Литмир - Электронная Библиотека
A
A

Это положение отразилось в русской народной культуре, где полностью отсутствовала еврейская тема. Усиленные поиски исследователей XIX в. не помогли обнаружить созданных ранее XVIII в. народных пословиц или песен на русском языке, в которых плохо или хорошо говорилось бы о евреях[123]. (Лишь постепенно, после разделов, начали появляться первые заимствования из богатой кладовой украинского юдофобского фольклора. Причем эти пословицы часто были сколь антиеврейскими, столь же и антипольскими.) В своей магистерской диссертации по русскому лубку, или народной гравюре, Д.А. Ровинский четко подытожил ситуацию: «В прежние времена о евреях в Москве и не слыхивали, поэтому не существует никаких смешных картинок, их изображающих». Единственное найденное им исключение для XVIII в. представляет собой гравюра на дереве, изданная в Киеве Адамом Гошемским, с надписями на польском языке[124].

Религиозная традиция, доставшаяся русским государственным деятелям после 1772 г., была неоднородной. Местная московская традиция смотрела на евреев как на абстракцию в виде смутной угрозы целостности христианской веры. Методы, которые такой взгляд предполагал в обращении с евреями, были грубы и примитивны: насильственное обращение, массовое изгнание, избиение. Режим Екатерины II осознавал существование этой традиционной враждебности. В 1763 г. это побудило Екатерину отказать евреям в праве въезжать в империю с торговыми целями. Для России проблема кардинально изменилась после первого раздела Польши в 1772 г. Люди, стоявшие у руля государства, не располагали навыками в отношениях с еврейскими массами. С.М.Дубнов и И.Г. Оршанский считали, что религиозная нетерпимость уже тогда служила важнейшим фактором, определявшим отношение русских властей к евреям. Если бы это было так, то восторжествовал бы «старомосковский» подход к евреям, и за разделами последовало бы их полное изгнание с новоприобретенных территорий. Но практические соображения, мнение Европы, а больше всего – собственные представления чиновников об интересах государства не позволяли сделать это.

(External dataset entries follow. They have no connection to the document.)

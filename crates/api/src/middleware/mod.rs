//! Request extractors that guard the admin surface.
//!
//! - [`auth::AuthAdmin`] -- decodes the Bearer access token.
//! - [`rbac::RequireAdmin`] -- additionally requires the `admin` role claim.

pub mod auth;
pub mod rbac;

В то же самое время русским властям приходилось учитывать религиозную вражду другого рода: коллективные социальные установки населения присоединенных земель. Здесь враждебность к евреям носила более реальный характер, так как не выросла из абстракций, как ее русский вариант, но взошла на повседневных контактах христиан с евреями. Другая трудность заключалась в том, что религиозные соображения часто служили маскировкой какого-то экономического недовольства. Эти воззрения подразумевали более образное представление о евреях как об активной антихристианской силе, вооруженной заповедями Талмуда и ножом для ритуальных убийств, норовящей нанести вред и телу, и душе благочестивого христианина. Наконец, всем этим предрассудкам сопутствовало и вполне прагматичное признание присутствия и роли евреев в местной христианской среде.

Эта религиозная традиция, которую ни в коем случае нельзя считать проявлением «московитской религиозной нетерпимости», оказала двойное воздействие на русских администраторов, которые с ней столкнулись. С одной стороны, она заставляла их ограничивать даже положенные евреям по закону права, чтобы поддерживать порядок в обществе и послушание новых христианских подданных. С другой стороны, некоторые из религиозных предрассудков начали просачиваться в бюрократическое сознание, участвуя в формировании складывающихся русских концепций еврейского вопроса.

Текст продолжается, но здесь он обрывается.